使用标准库在 Agda 中对/列表进行字典排序

Question

Agda 标准库包含一些模块Relation.Binary.*.(Non)StrictLex（目前仅适用于Product 和List）。我们可以使用这些模块轻松地构造一个实例，例如，IsStrictTotalOrder 用于自然数对（即ℕ × ℕ）。

open import Data.Nat as ℕ using (ℕ; _<_)
open import Data.Nat.Properties as ℕ
open import Relation.Binary using (module StrictTotalOrder; IsStrictTotalOrder)
open import Relation.Binary.PropositionalEquality using (_≡_)
open import Relation.Binary.Product.StrictLex using (×-Lex; _×-isStrictTotalOrder_)
open import Relation.Binary.Product.Pointwise using (_×-Rel_)

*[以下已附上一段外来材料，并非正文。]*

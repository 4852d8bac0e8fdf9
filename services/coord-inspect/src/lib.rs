//! Build and report the time coordinate of decoded forecast records.
//!
//! Each input file is one partition of a collection. Partitions are built
//! into their own coordinates and then merged, the same way partitioned
//! archives are combined.

pub mod input;
pub mod report;

use anyhow::{Context, Result};
use forecast_time::{
    CoordinateConfig, ForecastRecord, ForecastRecordExtractor, IncrementalBuilder, SlotCounts,
    Time2DCoordinate,
};
use tracing::info;

pub use input::{load_records, parse_records};
pub use report::{CoordinateReport, OutputFormat};

fn builder(
    config: CoordinateConfig,
) -> Result<IncrementalBuilder<ForecastRecord, ForecastRecordExtractor>> {
    Ok(IncrementalBuilder::new(
        config,
        ForecastRecordExtractor::new(config.unit),
    )?)
}

/// Build one coordinate from record partitions.
///
/// A single partition is built directly so its slot counts reflect every
/// record. Several partitions are built separately and merged; the counts
/// then report one observation per partition holding a value.
pub fn build_coordinate(
    config: CoordinateConfig,
    partitions: &[Vec<ForecastRecord>],
) -> Result<(Time2DCoordinate, SlotCounts)> {
    if let [records] = partitions {
        let mut builder = builder(config)?;
        builder.add_records(records)?;
        return Ok(builder.finalize_with_counts()?);
    }

    let mut merged = builder(config)?;
    for (idx, records) in partitions.iter().enumerate() {
        let mut partition = builder(config)?;
        partition
            .add_records(records)
            .with_context(|| format!("partition {}", idx))?;
        let coord = partition
            .finalize()
            .with_context(|| format!("partition {}", idx))?;
        info!(
            partition = idx,
            runs = coord.n_runs(),
            values = coord.size(),
            "Built partition"
        );
        merged.merge_from(&coord)?;
    }
    Ok(merged.finalize_with_counts()?)
}
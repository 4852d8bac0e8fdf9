//! Helpers shared by the integration tests.

#![allow(dead_code)]

use forecast_time::{
    CoordinateConfig, ForecastRecord, ForecastRecordExtractor, IncrementalBuilder, PeriodUnit,
    Time2DCoordinate,
};
use test_utils::{interval_records, point_records, IntervalSchedule, Schedule};

pub type Builder = IncrementalBuilder<ForecastRecord, ForecastRecordExtractor>;

pub fn point_builder() -> Builder {
    IncrementalBuilder::new(
        CoordinateConfig::hourly_points(),
        ForecastRecordExtractor::new(PeriodUnit::HOUR),
    )
    .unwrap()
}

pub fn interval_builder() -> Builder {
    IncrementalBuilder::new(
        CoordinateConfig::hourly_intervals(),
        ForecastRecordExtractor::new(PeriodUnit::HOUR),
    )
    .unwrap()
}

pub fn point_forecast_records(schedule: Schedule) -> Vec<ForecastRecord> {
    point_records(schedule)
        .into_iter()
        .map(|(runtime, hour)| ForecastRecord::point(runtime, hour))
        .collect()
}

pub fn interval_forecast_records(schedule: IntervalSchedule) -> Vec<ForecastRecord> {
    interval_records(schedule)
        .into_iter()
        .map(|(runtime, (start, end))| ForecastRecord::interval(runtime, start, end))
        .collect()
}

/// Coordinate of a point schedule, built through the builder.
pub fn point_coordinate(schedule: Schedule) -> Time2DCoordinate {
    let mut builder = point_builder();
    builder
        .add_records(&point_forecast_records(schedule))
        .unwrap();
    builder.finalize().unwrap()
}

/// Coordinate of an interval schedule, built through the builder.
pub fn interval_coordinate(schedule: IntervalSchedule) -> Time2DCoordinate {
    let mut builder = interval_builder();
    builder
        .add_records(&interval_forecast_records(schedule))
        .unwrap();
    builder.finalize().unwrap()
}
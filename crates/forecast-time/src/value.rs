//! Local time values: point offsets, intervals, and the composite
//! (runtime, local value) pair.

use std::fmt;

use chrono::{DateTime, Utc};
use serde::{Deserialize, Serialize};

use crate::error::{CoordError, Result};

/// Whether a time axis holds point offsets or validity intervals.
#[derive(Debug, Clone, Copy, PartialEq, Eq, Hash, Serialize, Deserialize)]
#[serde(rename_all = "lowercase")]
pub enum AxisVariant {
    Point,
    Interval,
}

impl AxisVariant {
    pub fn as_str(&self) -> &'static str {
        match self {
            Self::Point => "point",
            Self::Interval => "interval",
        }
    }

    /// Parse from string (case-insensitive).
    pub fn parse(s: &str) -> Option<Self> {
        match s.trim().to_lowercase().as_str() {
            "point" | "offset" => Some(Self::Point),
            "interval" | "intv" => Some(Self::Interval),
            _ => None,
        }
    }
}

impl fmt::Display for AxisVariant {
    fn fmt(&self, f: &mut fmt::Formatter<'_>) -> fmt::Result {
        f.write_str(self.as_str())
    }
}

/// A bounded validity window `(start, end)` in period units.
///
/// Ordered by start, then by end.
#[derive(Debug, Clone, Copy, PartialEq, Eq, Hash, PartialOrd, Ord, Serialize, Deserialize)]
pub struct Interval {
    pub start: i32,
    pub end: i32,
}

impl Interval {
    pub fn new(start: i32, end: i32) -> Self {
        Self { start, end }
    }

    /// Length of the window, `end - start`. Wide enough for any pair of
    /// endpoints.
    pub fn length(&self) -> i64 {
        i64::from(self.end) - i64::from(self.start)
    }

    /// Shift both endpoints by `delta`.
    pub fn shift(&self, delta: i32) -> Option<Self> {
        Some(Self {
            start: self.start.checked_add(delta)?,
            end: self.end.checked_add(delta)?,
        })
    }
}

impl fmt::Display for Interval {
    fn fmt(&self, f: &mut fmt::Formatter<'_>) -> fmt::Result {
        write!(f, "({},{})", self.start, self.end)
    }
}

/// A time value relative to one reference time.
#[derive(Debug, Clone, Copy, PartialEq, Eq, Hash, PartialOrd, Ord, Serialize, Deserialize)]
#[serde(rename_all = "lowercase")]
pub enum LocalValue {
    /// Offset in period units from the reference time.
    Point(i32),
    /// Validity window in period units from the reference time.
    Interval(Interval),
}

impl LocalValue {
    pub fn variant(&self) -> AxisVariant {
        match self {
            Self::Point(_) => AxisVariant::Point,
            Self::Interval(_) => AxisVariant::Interval,
        }
    }

    /// Shift the value by `delta` units. Intervals shift both endpoints.
    pub fn shift(&self, delta: i32) -> Result<Self> {
        let shifted = match self {
            Self::Point(offset) => offset.checked_add(delta).map(Self::Point),
            Self::Interval(intv) => intv.shift(delta).map(Self::Interval),
        };
        shifted.ok_or_else(|| CoordError::offset_overflow(format!("{} shifted by {}", self, delta)))
    }

    /// Fail with `VariantMismatch` unless the value has the given variant.
    pub fn expect_variant(&self, expected: AxisVariant) -> Result<()> {
        if self.variant() == expected {
            Ok(())
        } else {
            Err(CoordError::VariantMismatch {
                expected,
                found: self.variant(),
            })
        }
    }
}

impl From<i32> for LocalValue {
    fn from(offset: i32) -> Self {
        Self::Point(offset)
    }
}

impl From<Interval> for LocalValue {
    fn from(intv: Interval) -> Self {
        Self::Interval(intv)
    }
}

impl fmt::Display for LocalValue {
    fn fmt(&self, f: &mut fmt::Formatter<'_>) -> fmt::Result {
        match self {
            Self::Point(offset) => write!(f, "{}", offset),
            Self::Interval(intv) => write!(f, "{}", intv),
        }
    }
}

/// One observed `(runtime, local value)` pair of a 2D time coordinate.
///
/// Ordered by runtime, then by local value.
#[derive(Debug, Clone, Copy, PartialEq, Eq, Hash, PartialOrd, Ord, Serialize, Deserialize)]
pub struct CompositeValue {
    pub runtime: DateTime<Utc>,
    pub local: LocalValue,
}

impl CompositeValue {
    pub fn new(runtime: DateTime<Utc>, local: impl Into<LocalValue>) -> Self {
        Self {
            runtime,
            local: local.into(),
        }
    }
}

impl fmt::Display for CompositeValue {
    fn fmt(&self, f: &mut fmt::Formatter<'_>) -> fmt::Result {
        write!(f, "{}+{}", self.runtime.format("%Y-%m-%dT%H:%MZ"), self.local)
    }
}
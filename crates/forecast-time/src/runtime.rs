//! The runtime axis: sorted, unique model run reference times.

use chrono::{DateTime, Utc};

use crate::error::{CoordError, Result};

/// Ordered set of model run reference times.
#[derive(Debug, Clone, PartialEq, Eq, Hash)]
pub struct RuntimeAxis {
    runtimes: Vec<DateTime<Utc>>,
}

impl RuntimeAxis {
    /// Build an axis from runtimes in any order. Duplicates are dropped.
    pub fn new(mut runtimes: Vec<DateTime<Utc>>) -> Self {
        runtimes.sort_unstable();
        runtimes.dedup();
        Self { runtimes }
    }

    /// Build an axis from runtimes that are already strictly ascending.
    pub fn from_sorted(runtimes: Vec<DateTime<Utc>>) -> Result<Self> {
        if let Some(pos) = runtimes.windows(2).position(|w| w[0] >= w[1]) {
            return Err(CoordError::integrity(format!(
                "runtimes not strictly ascending at index {}: {} >= {}",
                pos + 1,
                runtimes[pos],
                runtimes[pos + 1]
            )));
        }
        Ok(Self { runtimes })
    }

    pub fn size(&self) -> usize {
        self.runtimes.len()
    }

    pub fn is_empty(&self) -> bool {
        self.runtimes.is_empty()
    }

    /// The runtime at `index`.
    pub fn date_at(&self, index: usize) -> Result<DateTime<Utc>> {
        self.runtimes
            .get(index)
            .copied()
            .ok_or_else(|| CoordError::index_out_of_range("runtime axis", index, self.size()))
    }

    /// Index of a runtime known to be a member of this axis.
    ///
    /// A miss means the caller mixed up structures, so it is reported as
    /// an integrity violation rather than a plain not-found.
    pub fn index_of(&self, date: DateTime<Utc>) -> Result<usize> {
        self.runtimes.binary_search(&date).map_err(|_| {
            CoordError::integrity(format!("runtime {} is not a member of the runtime axis", date))
        })
    }

    pub fn first_date(&self) -> Option<DateTime<Utc>> {
        self.runtimes.first().copied()
    }

    pub fn last_date(&self) -> Option<DateTime<Utc>> {
        self.runtimes.last().copied()
    }

    pub fn dates(&self) -> &[DateTime<Utc>] {
        &self.runtimes
    }

    pub fn iter(&self) -> impl Iterator<Item = DateTime<Utc>> + '_ {
        self.runtimes.iter().copied()
    }
}

#[cfg(test)]
mod tests {
    use super::*;
    use chrono::TimeZone;

    fn run(hour: u32) -> DateTime<Utc> {
        Utc.with_ymd_and_hms(2024, 1, 15, hour, 0, 0).unwrap()
    }

    #[test]
    fn test_new_sorts_and_dedups() {
        let axis = RuntimeAxis::new(vec![run(12), run(0), run(6), run(0)]);
        assert_eq!(axis.size(), 3);
        assert_eq!(axis.dates(), &[run(0), run(6), run(12)]);
        assert_eq!(axis.first_date(), Some(run(0)));
        assert_eq!(axis.last_date(), Some(run(12)));
    }

    #[test]
    fn test_from_sorted_rejects_disorder() {
        assert!(RuntimeAxis::from_sorted(vec![run(0), run(6)]).is_ok());
        let err = RuntimeAxis::from_sorted(vec![run(6), run(0)]).unwrap_err();
        assert!(err.is_integrity());
        assert!(RuntimeAxis::from_sorted(vec![run(0), run(0)]).is_err());
    }

    #[test]
    fn test_date_at_out_of_range() {
        let axis = RuntimeAxis::new(vec![run(0)]);
        assert_eq!(axis.date_at(0).unwrap(), run(0));
        assert_eq!(
            axis.date_at(1).unwrap_err(),
            CoordError::index_out_of_range("runtime axis", 1, 1)
        );
    }

    #[test]
    fn test_index_of_member_and_non_member() {
        let axis = RuntimeAxis::new(vec![run(0), run(6), run(12)]);
        assert_eq!(axis.index_of(run(6)).unwrap(), 1);
        assert!(axis.index_of(run(18)).unwrap_err().is_integrity());
    }
}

ℕ-isSTO : IsStrictTotalOrder _≡_ _<_
ℕ-isSTO = StrictTotalOrder.isStrictTotalOrder ℕ.strictTotalOrder

ℕ×ℕ-isSTO : IsStrictTotalOrder (_≡_ ×-Rel _≡_) (×-Lex _≡_ _<_ _<_)
ℕ×ℕ-isSTO = ℕ-isSTO ×-isStrictTotalOrder ℕ-isSTO

这将使用逐点相等_≡_ ×-Rel _≡_ 创建一个实例。在命题相等的情况下，这应该等同于使用 just 命题相等。

有没有一种简单的方法可以将上面的实例转换为IsStrictTotalOrder _≡_ (×-Lex _≡_ _<_ _<_) 类型的实例，使用正常的命题相等？

Answer 1

所需的套件并不难组装：

open import Data.Product
open import Function using (_∘_; case_of_)
open import Relation.Binary

_⇔₂_ : ∀ {a ℓ₁ ℓ₂} {A : Set a} → Rel A ℓ₁ → Rel A ℓ₂ → Set _
_≈_ ⇔₂ _≈′_ = (∀ {x y} → x ≈ y → x ≈′ y) × (∀ {x y} → x ≈′ y → x ≈ y)

-- I was unable to write this nicely using Data.Product.map... 
-- hence it is moved here to a toplevel where it can pattern-match
-- on the product of proofs
transform-resp : ∀ {a ℓ₁ ℓ₂ ℓ} {A : Set a} {≈ : Rel A ℓ₁} {≈′ : Rel A ℓ₂} {< : Rel A ℓ} →
                 ≈ ⇔₂ ≈′ →
                 < Respects₂ ≈ → < Respects₂ ≈′
transform-resp (to ,  from) = λ { (resp₁ , resp₂) → (resp₁ ∘ from , resp₂ ∘ from) }

transform-isSTO : ∀ {a ℓ₁ ℓ₂ ℓ} {A : Set a} {≈ : Rel A ℓ₁} {≈′ : Rel A ℓ₂} {< : Rel A ℓ} →
                  ≈ ⇔₂ ≈′ →
                  IsStrictTotalOrder ≈ < → IsStrictTotalOrder ≈′ <
transform-isSTO {≈′ = ≈′} {< = <} (to , from) isSTO = record
  { isEquivalence = let open IsEquivalence (IsStrictTotalOrder.isEquivalence isSTO)
                    in record { refl = to refl
                              ; sym = to ∘ sym ∘ from
                              ; trans = λ x y → to (trans (from x) (from y))
                              }
  ; trans = IsStrictTotalOrder.trans isSTO
  ; compare = compare
  ; <-resp-≈ = transform-resp (to , from) (IsStrictTotalOrder.<-resp-≈ isSTO)
  }
  where
    compare : Trichotomous ≈′ <
    compare x y with IsStrictTotalOrder.compare isSTO x y
    compare x y | tri< a ¬b ¬c = tri< a (¬b ∘ from) ¬c
    compare x y | tri≈ ¬a b ¬c = tri≈ ¬a (to b) ¬c
    compare x y | tri> ¬a ¬b c = tri> ¬a (¬b ∘ from) c

那么我们可以用这个来解决你原来的问题：

ℕ×ℕ-isSTO′ : IsStrictTotalOrder _≡_ (×-Lex _≡_ _<_ _<_)
ℕ×ℕ-isSTO′ = transform-isSTO (to , from) ℕ×ℕ-isSTO
  where
    open import Function using (_⟨_⟩_)
    open import Relation.Binary.PropositionalEquality

    to : ∀ {a b} {A : Set a} {B : Set b}
         {x x′ : A} {y y′ : B} → (x , y) ⟨ _≡_ ×-Rel _≡_ ⟩ (x′ , y′) → (x , y) ≡ (x′ , y′)
    to (refl , refl) = refl

    from : ∀ {a b} {A : Set a} {B : Set b}
           {x x′ : A} {y y′ : B} → (x , y) ≡ (x′ , y′) → (x , y) ⟨ _≡_ ×-Rel _≡_ ⟩ (x′ , y′)
    from refl = refl , refl